Ed eccoci al paradosso che demolisce l’intero impianto dall’interno: aggirare Piracy Shield è tecnicamente banale, alla portata di chiunque sappia fare una ricerca su un motore di ricerca. Basta attivare il DNS over HTTPS — DoH — nel browser: Firefox e Chrome lo supportano nativamente, la configurazione richiede due clic nelle impostazioni e meno di un minuto del tuo tempo. Il DNS over TLS (DoT) offre lo stesso risultato a livello di sistema operativo. Una VPN con server fuori dall’Italia rende l’intero Piracy Shield completamente irrilevante, come se non esistesse — e no, usare una VPN non è illegale, è un tuo diritto. Non servono competenze da ingegnere informatico, non serve installare software esoterico, non serve capire i dettagli del protocollo DNS: basta seguire una guida di tre righe. I pirati professionisti — quelli che gestiscono le piattaforme di streaming illegale, l’obiettivo dichiarato di tutto questo apparato — cambiano dominio e indirizzo IP in pochi minuti, molto più velocemente dei trenta minuti che AGCOM impiega per bloccarli. Chi resta intrappolato nella rete dei blocchi sono gli utenti comuni: quelli che usano il DNS predefinito del proprio provider, quelli che non sanno cos’è un resolver, quelli che non hanno mai sentito nominare DoH nella loro vita. Piracy Shield, nella pratica quotidiana, è un sistema che punisce l’ignoranza tecnologica e lascia completamente indisturbati i professionisti della pirateria — l’esatto opposto del risultato dichiarato.

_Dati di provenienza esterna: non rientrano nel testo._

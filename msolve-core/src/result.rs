//! Operation outputs: a computed value paired with its step trace

use alloc::string::String;
use alloc::vec::Vec;

use crate::Matrix;

/// A computed value together with the human-readable derivation
#[derive(Debug, Clone, PartialEq)]
#[cfg_attr(feature = "serde", derive(serde::Serialize, serde::Deserialize))]
pub struct OperationResult<T> {
    pub result: T,
    pub steps: Vec<String>,
}

impl<T> OperationResult<T> {
    pub fn new(result: T, steps: Vec<String>) -> Self {
        Self { result, steps }
    }

    /// Transform the value, keeping the steps
    pub fn map<U>(self, f: impl FnOnce(T) -> U) -> OperationResult<U> {
        OperationResult {
            result: f(self.result),
            steps: self.steps,
        }
    }

    /// Erase the concrete value type into a [`Value`]
    pub fn into_value(self) -> OperationResult<Value>
    where
        T: Into<Value>,
    {
        self.map(Into::into)
    }
}

/// Result slot of any operation
///
/// `None` is the normal outcome of inverting a singular matrix, not a
/// failure.
#[derive(Debug, Clone, PartialEq)]
#[cfg_attr(feature = "serde", derive(serde::Serialize, serde::Deserialize))]
#[cfg_attr(feature = "serde", serde(untagged))]
pub enum Value {
    Scalar(f64),
    Matrix(Matrix),
    None,
}

impl Value {
    pub fn as_scalar(&self) -> Option<f64> {
        match self {
            Value::Scalar(v) => Some(*v),
            _ => None,
        }
    }

    pub fn as_matrix(&self) -> Option<&Matrix> {
        match self {
            Value::Matrix(m) => Some(m),
            _ => None,
        }
    }

    pub fn is_none(&self) -> bool {
        matches!(self, Value::None)
    }
}

impl From<f64> for Value {
    fn from(value: f64) -> Self {
        Value::Scalar(value)
    }
}

impl From<Matrix> for Value {
    fn from(value: Matrix) -> Self {
        Value::Matrix(value)
    }
}

impl From<Option<Matrix>> for Value {
    fn from(value: Option<Matrix>) -> Self {
        value.map_or(Value::None, Value::Matrix)
    }
}
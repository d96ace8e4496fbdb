//! Dimension range and operand compatibility checks

use crate::{Matrix, MatrixError, Result};

/// Smallest supported row or column count
pub const MIN_DIMENSION: usize = 1;

/// Largest supported row or column count
pub const MAX_DIMENSION: usize = 6;

/// Validate a single row or column count against the supported range
pub const fn validate_dimension(value: usize) -> Result<usize> {
    if value < MIN_DIMENSION || value > MAX_DIMENSION {
        return Err(MatrixError::DimensionOutOfRange { value });
    }
    Ok(value)
}

/// Validate a `(rows, cols)` pair against the supported range
pub const fn validate_dimensions(rows: usize, cols: usize) -> Result<(usize, usize)> {
    if let Err(e) = validate_dimension(rows) {
        return Err(e);
    }
    if let Err(e) = validate_dimension(cols) {
        return Err(e);
    }
    Ok((rows, cols))
}

/// Both operands must have identical dimensions
pub fn check_same_shape(a: &Matrix, b: &Matrix) -> Result<()> {
    if a.dimensions() != b.dimensions() {
        return Err(MatrixError::ShapeMismatch {
            lhs: a.dimensions(),
            rhs: b.dimensions(),
        });
    }
    Ok(())
}

/// Columns of `a` must equal rows of `b`
pub fn check_multipliable(a: &Matrix, b: &Matrix) -> Result<()> {
    if a.ncols() != b.nrows() {
        return Err(MatrixError::ShapeMismatch {
            lhs: a.dimensions(),
            rhs: b.dimensions(),
        });
    }
    Ok(())
}

pub fn check_square(m: &Matrix) -> Result<()> {
    if !m.is_square() {
        let (rows, cols) = m.dimensions();
        return Err(MatrixError::NotSquare { rows, cols });
    }
    Ok(())
}
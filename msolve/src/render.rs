//! Plain-text rendering of results, traces and history

use chrono::{Local, TimeZone};
use msolve_core::{format_number, Matrix, Value};

use crate::history::HistoryEntry;

/// Shown in place of a result when the matrix has no inverse
pub const NO_INVERSE: &str = "No inverse (matrix is singular)";

/// Render a matrix with right-aligned columns, one row per line
pub fn render_matrix(m: &Matrix) -> String {
    let cells: Vec<Vec<String>> = m
        .rows()
        .map(|row| row.iter().map(|&v| format_number(v)).collect())
        .collect();
    let width = cells.iter().flatten().map(String::len).max().unwrap_or(1);

    cells
        .iter()
        .map(|row| {
            let row = row
                .iter()
                .map(|cell| format!("{cell:>width$}"))
                .collect::<Vec<_>>()
                .join("  ");
            format!("[ {row} ]")
        })
        .collect::<Vec<_>>()
        .join("\n")
}

pub fn render_value(value: &Value) -> String {
    match value {
        Value::Scalar(v) => format_number(*v),
        Value::Matrix(m) => render_matrix(m),
        Value::None => NO_INVERSE.to_string(),
    }
}

/// Render a step trace; blank lines are kept as separators
pub fn render_steps(steps: &[String]) -> String {
    steps.join("\n")
}

fn render_timestamp(millis: u64) -> String {
    match Local.timestamp_millis_opt(millis as i64).single() {
        Some(time) => time.format("%Y-%m-%d %H:%M:%S").to_string(),
        None => millis.to_string(),
    }
}

/// Header line plus rendered result for one history entry
pub fn render_history_entry(entry: &HistoryEntry) -> String {
    let operands = match entry.matrix_b {
        Some(_) => format!(
            "A {}x{}, B {}x{}",
            entry.rows_a, entry.cols_a, entry.rows_b, entry.cols_b
        ),
        None => format!("A {}x{}", entry.rows_a, entry.cols_a),
    };

    format!(
        "{} ({operands})  {}\n{}",
        entry.operation,
        render_timestamp(entry.timestamp),
        render_value(&entry.result)
    )
}
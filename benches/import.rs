//! Benchmarks for reference import.
//!
//! Tests performance of the operations a linker runs for every token it moves:
//! - Signature rewriting (method, local and generic instance signatures)
//! - Vararg call-site projection
//! - Public key token computation
//! - Type definition import, first time and with existing references

extern crate dotlink;

use criterion::{criterion_group, criterion_main, BatchSize, Criterion};
use dotlink::prelude::*;
use std::hint::black_box;
use uguid::guid;

fn def_to_ref(token: Token) -> Result<Token> {
    Ok(Token::from_parts(TableId::TypeRef, token.row()))
}

/// Benchmark rewriting an instance method signature with class parameters.
/// Signature: instance class A Method(class B, valuetype C, int32)
fn bench_signature_method_tokens(c: &mut Criterion) {
    let signature = [0x20, 0x03, 0x12, 0x08, 0x12, 0x0C, 0x11, 0x10, 0x08];

    c.bench_function("import_sig_method_tokens", |b| {
        b.iter(|| {
            let mut translate = def_to_ref;
            let sig = import_signature(black_box(&signature), &mut translate, 64).unwrap();
            black_box(sig)
        });
    });
}

/// Benchmark rewriting a local variable signature with nested generic instances.
/// Signature: locals (List<Dictionary<A, B>>, pinned int32&)
fn bench_signature_locals_generic(c: &mut Criterion) {
    let signature = [
        0x07, 0x02, 0x15, 0x12, 0x08, 0x01, 0x15, 0x12, 0x0C, 0x02, 0x12, 0x10, 0x12, 0x14,
        0x45, 0x10, 0x08,
    ];

    c.bench_function("import_sig_locals_generic", |b| {
        b.iter(|| {
            let mut translate = def_to_ref;
            let sig = import_signature(black_box(&signature), &mut translate, 64).unwrap();
            black_box(sig)
        });
    });
}

/// Benchmark projecting a vararg method definition signature.
/// Signature: vararg void Method(string, ..., int32, float64)
fn bench_vararg_projection(c: &mut Criterion) {
    let signature = [0x05, 0x03, 0x01, 0x0E, 0x41, 0x08, 0x0D];

    c.bench_function("project_vararg", |b| {
        b.iter(|| {
            let sig = project_method_def_sig(black_box(&signature)).unwrap();
            black_box(sig)
        });
    });
}

/// Benchmark computing the public key token of the ECMA key.
fn bench_strong_name_token(c: &mut Criterion) {
    let key = ECMA_PUBLIC_KEY;

    c.bench_function("strong_name_token_ecma", |b| {
        b.iter(|| {
            let token = StrongNameToken::from_public_key(black_box(&key)).unwrap();
            black_box(token)
        });
    });
}

fn images() -> (Image, Token, Image) {
    let mut lib =
        ImageBuilder::new("Lib.dll", guid!("0d9b3a44-1c2e-4f5a-8b6c-7d8e9fa0b1c2")).unwrap();
    lib.assembly(
        &AssemblyIdentity::new("Lib", AssemblyVersion::new(1, 0, 0, 0))
            .with_public_key(&ECMA_PUBLIC_KEY),
    )
    .unwrap();
    for index in 0..64 {
        lib.type_def("Lib", &format!("Filler{}", index), 0).unwrap();
    }
    let outer = lib.type_def("Lib", "Outer", 0).unwrap();
    let inner = lib.nested_type_def(outer, "Inner", 0).unwrap();

    let mut app =
        ImageBuilder::new("App.exe", guid!("6f1e2d3c-4b5a-4968-8776-a5b4c3d2e1f0")).unwrap();
    app.assembly(&AssemblyIdentity::new("App", AssemblyVersion::new(1, 0, 0, 0)))
        .unwrap();

    (lib.build(), inner, app.build())
}

/// Benchmark importing a nested type into a fresh destination each iteration.
fn bench_import_nested_type_def_fresh(c: &mut Criterion) {
    c.bench_function("import_nested_type_def_fresh", |b| {
        b.iter_batched(
            images,
            |(lib, inner, app)| {
                let context = ImportContext::new(lib.clone(), lib, app.clone(), app);
                let token = context
                    .import_reference_to_type_def(black_box(inner), false, &mut |_| {})
                    .unwrap();
                black_box(token)
            },
            BatchSize::SmallInput,
        );
    });
}

/// Benchmark importing a nested type whose references already exist.
fn bench_import_nested_type_def_existing(c: &mut Criterion) {
    let (lib, inner, app) = images();
    let context = ImportContext::new(lib.clone(), lib, app.clone(), app);
    context
        .import_reference_to_type_def(inner, false, &mut |_| {})
        .unwrap();

    c.bench_function("import_nested_type_def_existing", |b| {
        b.iter(|| {
            let token = context
                .import_reference_to_type_def(black_box(inner), false, &mut |_| {})
                .unwrap();
            black_box(token)
        });
    });
}

criterion_group!(
    benches,
    // Signatures
    bench_signature_method_tokens,
    bench_signature_locals_generic,
    bench_vararg_projection,
    bench_strong_name_token,
    // Import
    bench_import_nested_type_def_fresh,
    bench_import_nested_type_def_existing,
);
criterion_main!(benches);
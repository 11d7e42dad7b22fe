//! Fluent construction of in-memory images.
//!
//! [`ImageBuilder`] creates the `Module` row and the `<Module>` pseudo-type up front, then
//! appends rows in the order the ECMA-335 layout expects: a type definition claims the fields
//! and methods defined after it, and nested types are registered in `NestedClass` as they are
//! created.

use uguid::Guid;

use crate::{
    metadata::{
        identity::AssemblyIdentity,
        image::Image,
        storage::{CellValue, MemoryTables, TableStore},
        tables::{AssemblyHashAlgorithm, Column, TableId, TypeAttributes},
        token::Token,
    },
    Result,
};

/// Builds an [`Image`] backed by [`MemoryTables`]
#[derive(Debug)]
pub struct ImageBuilder {
    tables: MemoryTables,
}

impl ImageBuilder {
    /// Start an image with module `name` and version id `mvid`
    ///
    /// # Errors
    /// Returns [`crate::Error::InvalidArgument`] if `name` contains a NUL byte.
    pub fn new(name: &str, mvid: Guid) -> Result<Self> {
        let mut tables = MemoryTables::new();
        tables.append_row(
            TableId::Module,
            &[
                (Column::ModuleName, name.into()),
                (Column::ModuleMvid, mvid.into()),
            ],
        )?;

        let mut builder = ImageBuilder { tables };
        builder.type_def("", "<Module>", 0)?;
        Ok(builder)
    }

    /// Enable or disable sorted range queries on the underlying engine
    #[must_use]
    pub fn with_range_queries(mut self, enabled: bool) -> Self {
        self.tables = self.tables.with_range_queries(enabled);
        self
    }

    /// Append an arbitrary row
    ///
    /// # Errors
    /// Returns [`crate::Error::InvalidArgument`] if a value does not fit its column.
    pub fn row(&mut self, table: TableId, values: &[(Column, CellValue)]) -> Result<Token> {
        let row = self.tables.append_row(table, values)?;
        Ok(Token::from_parts(table, row))
    }

    /// Add the `Assembly` manifest row
    ///
    /// # Errors
    /// Returns [`crate::Error::InvalidArgument`] if the image already has a manifest.
    pub fn assembly(&mut self, identity: &AssemblyIdentity) -> Result<Token> {
        if self.tables.row_count(TableId::Assembly) > 0 {
            return Err(crate::Error::InvalidArgument(
                "image already has an Assembly row".to_string(),
            ));
        }

        self.row(
            TableId::Assembly,
            &[
                (
                    Column::AssemblyHashAlgId,
                    AssemblyHashAlgorithm::SHA1.into(),
                ),
                (Column::AssemblyMajorVersion, identity.version.major.into()),
                (Column::AssemblyMinorVersion, identity.version.minor.into()),
                (Column::AssemblyBuildNumber, identity.version.build.into()),
                (
                    Column::AssemblyRevisionNumber,
                    identity.version.revision.into(),
                ),
                (Column::AssemblyFlags, identity.flags.into()),
                (
                    Column::AssemblyPublicKey,
                    identity.public_key_or_token.clone().into(),
                ),
                (Column::AssemblyName, identity.name.as_str().into()),
                (Column::AssemblyCulture, identity.culture.as_str().into()),
            ],
        )
    }

    /// Add an `AssemblyRef` row
    ///
    /// # Errors
    /// Returns an error if the row can not be stored.
    pub fn assembly_ref(&mut self, identity: &AssemblyIdentity) -> Result<Token> {
        self.row(TableId::AssemblyRef, &identity.assembly_ref_row(&[]))
    }

    /// Add a `ModuleRef` row
    ///
    /// # Errors
    /// Returns an error if the row can not be stored.
    pub fn module_ref(&mut self, name: &str) -> Result<Token> {
        self.row(TableId::ModuleRef, &[(Column::ModuleRefName, name.into())])
    }

    /// Add a `File` row
    ///
    /// # Errors
    /// Returns an error if the row can not be stored.
    pub fn file(&mut self, name: &str, flags: u32, hash: &[u8]) -> Result<Token> {
        self.row(
            TableId::File,
            &[
                (Column::FileFlags, flags.into()),
                (Column::FileName, name.into()),
                (Column::FileHashValue, hash.into()),
            ],
        )
    }

    /// Add a type definition that owns the fields and methods added after it
    ///
    /// # Errors
    /// Returns an error if the row can not be stored.
    pub fn type_def(&mut self, namespace: &str, name: &str, flags: u32) -> Result<Token> {
        let field_list = self.next_list_row(TableId::Field);
        let method_list = self.next_list_row(TableId::MethodDef);

        self.row(
            TableId::TypeDef,
            &[
                (Column::TypeDefFlags, flags.into()),
                (Column::TypeDefName, name.into()),
                (Column::TypeDefNamespace, namespace.into()),
                (Column::TypeDefFieldList, field_list.into()),
                (Column::TypeDefMethodList, method_list.into()),
            ],
        )
    }

    /// Add a type definition nested in `enclosing`
    ///
    /// # Errors
    /// Returns an error if the rows can not be stored.
    pub fn nested_type_def(&mut self, enclosing: Token, name: &str, flags: u32) -> Result<Token> {
        let nested = self.type_def("", name, flags | TypeAttributes::NESTED_PUBLIC)?;
        self.nested_class(nested, enclosing)?;
        Ok(nested)
    }

    /// Add a `NestedClass` row
    ///
    /// # Errors
    /// Returns an error if the row can not be stored.
    pub fn nested_class(&mut self, nested: Token, enclosing: Token) -> Result<Token> {
        self.row(
            TableId::NestedClass,
            &[
                (Column::NestedClassNestedClass, nested.into()),
                (Column::NestedClassEnclosingClass, enclosing.into()),
            ],
        )
    }

    /// Add a field to the last type definition
    ///
    /// # Errors
    /// Returns an error if the row can not be stored.
    pub fn field(&mut self, name: &str, signature: &[u8], flags: u32) -> Result<Token> {
        self.row(
            TableId::Field,
            &[
                (Column::FieldFlags, flags.into()),
                (Column::FieldName, name.into()),
                (Column::FieldSignature, signature.into()),
            ],
        )
    }

    /// Add a `FieldPtr` row pointing at `field`
    ///
    /// # Errors
    /// Returns an error if the row can not be stored.
    pub fn field_ptr(&mut self, field: Token) -> Result<Token> {
        self.row(TableId::FieldPtr, &[(Column::FieldPtrField, field.into())])
    }

    /// Add a method to the last type definition
    ///
    /// # Errors
    /// Returns an error if the row can not be stored.
    pub fn method(&mut self, name: &str, signature: &[u8], flags: u32) -> Result<Token> {
        let param_list = self.next_list_row(TableId::Param);
        self.row(
            TableId::MethodDef,
            &[
                (Column::MethodDefFlags, flags.into()),
                (Column::MethodDefName, name.into()),
                (Column::MethodDefSignature, signature.into()),
                (Column::MethodDefParamList, param_list.into()),
            ],
        )
    }

    /// Add a `TypeRef` row
    ///
    /// # Errors
    /// Returns [`crate::Error::InvalidArgument`] if `scope` is not a resolution scope.
    pub fn type_ref(&mut self, scope: Token, namespace: &str, name: &str) -> Result<Token> {
        self.row(
            TableId::TypeRef,
            &[
                (Column::TypeRefResolutionScope, scope.into()),
                (Column::TypeRefName, name.into()),
                (Column::TypeRefNamespace, namespace.into()),
            ],
        )
    }

    /// Add a `TypeSpec` row
    ///
    /// # Errors
    /// Returns an error if the row can not be stored.
    pub fn type_spec(&mut self, signature: &[u8]) -> Result<Token> {
        self.row(
            TableId::TypeSpec,
            &[(Column::TypeSpecSignature, signature.into())],
        )
    }

    /// Add a `MemberRef` row
    ///
    /// # Errors
    /// Returns [`crate::Error::InvalidArgument`] if `parent` is not a member parent.
    pub fn member_ref(&mut self, parent: Token, name: &str, signature: &[u8]) -> Result<Token> {
        self.row(
            TableId::MemberRef,
            &[
                (Column::MemberRefClass, parent.into()),
                (Column::MemberRefName, name.into()),
                (Column::MemberRefSignature, signature.into()),
            ],
        )
    }

    /// Add an `ExportedType` row
    ///
    /// # Errors
    /// Returns [`crate::Error::InvalidArgument`] if `implementation` is not a `File`,
    /// `AssemblyRef` or `ExportedType` token.
    pub fn exported_type(
        &mut self,
        namespace: &str,
        name: &str,
        implementation: Token,
    ) -> Result<Token> {
        self.row(
            TableId::ExportedType,
            &[
                (Column::ExportedTypeFlags, TypeAttributes::PUBLIC.into()),
                (Column::ExportedTypeName, name.into()),
                (Column::ExportedTypeNamespace, namespace.into()),
                (Column::ExportedTypeImplementation, implementation.into()),
            ],
        )
    }

    /// Finish the image
    #[must_use]
    pub fn build(self) -> Image {
        Image::new(self.tables)
    }

    fn next_list_row(&self, table: TableId) -> Token {
        Token::from_parts(table, self.tables.row_count(table) + 1)
    }
}

#[cfg(test)]
mod tests {
    use super::*;
    use crate::metadata::identity::AssemblyVersion;
    use crate::test::factories::mvid_a;

    #[test]
    fn test_module_rows() {
        let image = ImageBuilder::new("A.dll", mvid_a()).unwrap().build();

        assert_eq!(image.row_count(TableId::Module).unwrap(), 1);
        assert_eq!(image.row_count(TableId::TypeDef).unwrap(), 1);
        assert_eq!(
            image
                .get_string(Token::new(0x0200_0001), Column::TypeDefName)
                .unwrap(),
            "<Module>"
        );
    }

    #[test]
    fn test_single_manifest() {
        let mut builder = ImageBuilder::new("A.dll", mvid_a()).unwrap();
        let identity = AssemblyIdentity::new("A", AssemblyVersion::new(1, 0, 0, 0));
        assert_eq!(
            builder.assembly(&identity).unwrap(),
            Token::new(0x2000_0001)
        );
        assert!(builder.assembly(&identity).is_err());
    }

    #[test]
    fn test_nested_type_def() {
        let mut builder = ImageBuilder::new("A.dll", mvid_a()).unwrap();
        let outer = builder.type_def("N", "Outer", TypeAttributes::PUBLIC).unwrap();
        let inner = builder.nested_type_def(outer, "Inner", 0).unwrap();
        let image = builder.build();

        let row = Token::from_parts(TableId::NestedClass, 1);
        assert_eq!(
            image
                .get_token(row, Column::NestedClassNestedClass)
                .unwrap(),
            inner
        );
        assert_eq!(
            image
                .get_token(row, Column::NestedClassEnclosingClass)
                .unwrap(),
            outer
        );
        assert_eq!(
            image.get_string(inner, Column::TypeDefNamespace).unwrap(),
            ""
        );
    }

    #[test]
    fn test_rejects_bad_scope() {
        let mut builder = ImageBuilder::new("A.dll", mvid_a()).unwrap();
        assert!(builder
            .type_ref(Token::new(0x0200_0001), "System", "Object")
            .is_err());
    }
}
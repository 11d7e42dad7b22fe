//! Coded index types.
//!
//! A coded index is a column (or signature element) whose value may point into one of several
//! tables. The low bits select the table, the remaining bits carry the row. The storage facade
//! uses [`CodedIndexType::tables`] to reject tokens of the wrong kind on write, and the
//! signature codec uses [`CodedIndexType::TypeDefOrRef`] to decode and re-encode the class
//! tokens embedded in signature blobs.

use strum::{EnumCount, EnumIter};

use crate::{
    metadata::{tables::TableId, token::Token},
    Result,
};

/// The coded index kinds used by the tables the importer reads and writes.
///
/// ## Reference
/// * [ECMA-335 Partition II, Section 24.2.6](https://ecma-international.org/wp-content/uploads/ECMA-335_6th_edition_june_2012.pdf) - Coded indices
#[derive(Debug, Hash, Eq, PartialEq, Clone, Copy, EnumIter, EnumCount)]
pub enum CodedIndexType {
    /// `TypeDef`, `TypeRef` or `TypeSpec`
    TypeDefOrRef,
    /// Parent of a `MemberRef`
    MemberRefParent,
    /// `MethodDef` or `MemberRef`
    MethodDefOrRef,
    /// Implementation of an `ExportedType`
    Implementation,
    /// Resolution scope of a `TypeRef`
    ResolutionScope,
}

impl CodedIndexType {
    /// The tables this coded index may point into, in tag order
    #[must_use]
    pub fn tables(&self) -> &'static [TableId] {
        match self {
            CodedIndexType::TypeDefOrRef => {
                &[TableId::TypeDef, TableId::TypeRef, TableId::TypeSpec]
            }
            CodedIndexType::MemberRefParent => &[
                TableId::TypeDef,
                TableId::TypeRef,
                TableId::ModuleRef,
                TableId::MethodDef,
                TableId::TypeSpec,
            ],
            CodedIndexType::MethodDefOrRef => &[TableId::MethodDef, TableId::MemberRef],
            CodedIndexType::Implementation => {
                &[TableId::File, TableId::AssemblyRef, TableId::ExportedType]
            }
            CodedIndexType::ResolutionScope => &[
                TableId::Module,
                TableId::ModuleRef,
                TableId::AssemblyRef,
                TableId::TypeRef,
            ],
        }
    }

    /// Number of low bits used for the table tag
    #[must_use]
    pub fn tag_bits(&self) -> u32 {
        let tables = self.tables().len() as u32;
        u32::BITS - (tables - 1).leading_zeros()
    }

    /// Returns true if `token` may be stored in a column of this kind.
    ///
    /// The null token is accepted by every coded index, it encodes as 0.
    #[must_use]
    pub fn accepts(&self, token: Token) -> bool {
        token.is_null()
            || token
                .table_id()
                .is_some_and(|table| self.tables().contains(&table))
    }

    /// Encodes a token as a coded index value.
    ///
    /// # Errors
    /// Returns [`crate::Error::InvalidArgument`] if the token's table is not one of
    /// [`CodedIndexType::tables`].
    pub fn encode(&self, token: Token) -> Result<u32> {
        let tag = token
            .table_id()
            .and_then(|table| self.tables().iter().position(|t| *t == table))
            .ok_or_else(|| {
                crate::Error::InvalidArgument(format!(
                    "token {} can not be encoded as {:?}",
                    token, self
                ))
            })?;

        Ok((token.row() << self.tag_bits()) | tag as u32)
    }

    /// Decodes a coded index value back into a token.
    ///
    /// # Errors
    /// Returns [`crate::Error::CorruptMetadata`] if the tag selects no table.
    pub fn decode(&self, value: u32) -> Result<Token> {
        let bits = self.tag_bits();
        let tag = (value & ((1 << bits) - 1)) as usize;
        let row = value >> bits;

        match self.tables().get(tag) {
            Some(table) => Ok(Token::from_parts(*table, row)),
            None => Err(corrupt_error!(
                "Invalid {:?} coded index - 0x{:x}",
                self,
                value
            )),
        }
    }
}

Ma concentrarsi sull’inefficacia tecnica, per quanto sacrosanto, significa perdere il quadro d’insieme — e il quadro è quello che conta davvero. Piracy Shield non è un sistema anti-pirateria che funziona male. È un’infrastruttura di censura che funziona esattamente come è stata progettata: centralizzata, opaca, veloce, sottratta al controllo democratico e alla supervisione giudiziaria. Oggi oscura siti di streaming pirata, insieme a Google Drive, servizi Cloudflare e centinaia di domini che non c’entravano nulla. L’architettura per oscurare qualsiasi altra cosa è già in piedi, il precedente tecnico e giuridico è stabilito, e basta allargare la definizione di «contenuto da proteggere» per trasformare uno strumento anti-pirateria in qualcosa di molto più inquietante. Non è allarmismo da paranoici: è l’analisi lucida di ciò che accade quando si costruisce un meccanismo di blocco automatizzato senza contrappesi, senza trasparenza, senza nessuno che risponda dei danni. Il TAR del Lazio ha aperto una breccia, Cloudflare sta combattendo nei tribunali una battaglia che riguarda la libertà di rete di tutti noi, e il rapporto CEPS ha documentato il fallimento con dati che non lasciano margini di interpretazione. Ma finché il Parlamento italiano continuerà a legiferare sotto dettatura delle lobby sportive, e finché AGCOM continuerà a funzionare come braccio esecutivo di interessi privati senza dover rendere conto a nessuno, l’unica difesa concreta resta quella individuale: capire come funziona il DNS, configurare il proprio resolver, e rifiutare l’idea che un’autorità amministrativa possa decidere al posto tuo cosa puoi e cosa non puoi vedere su internet.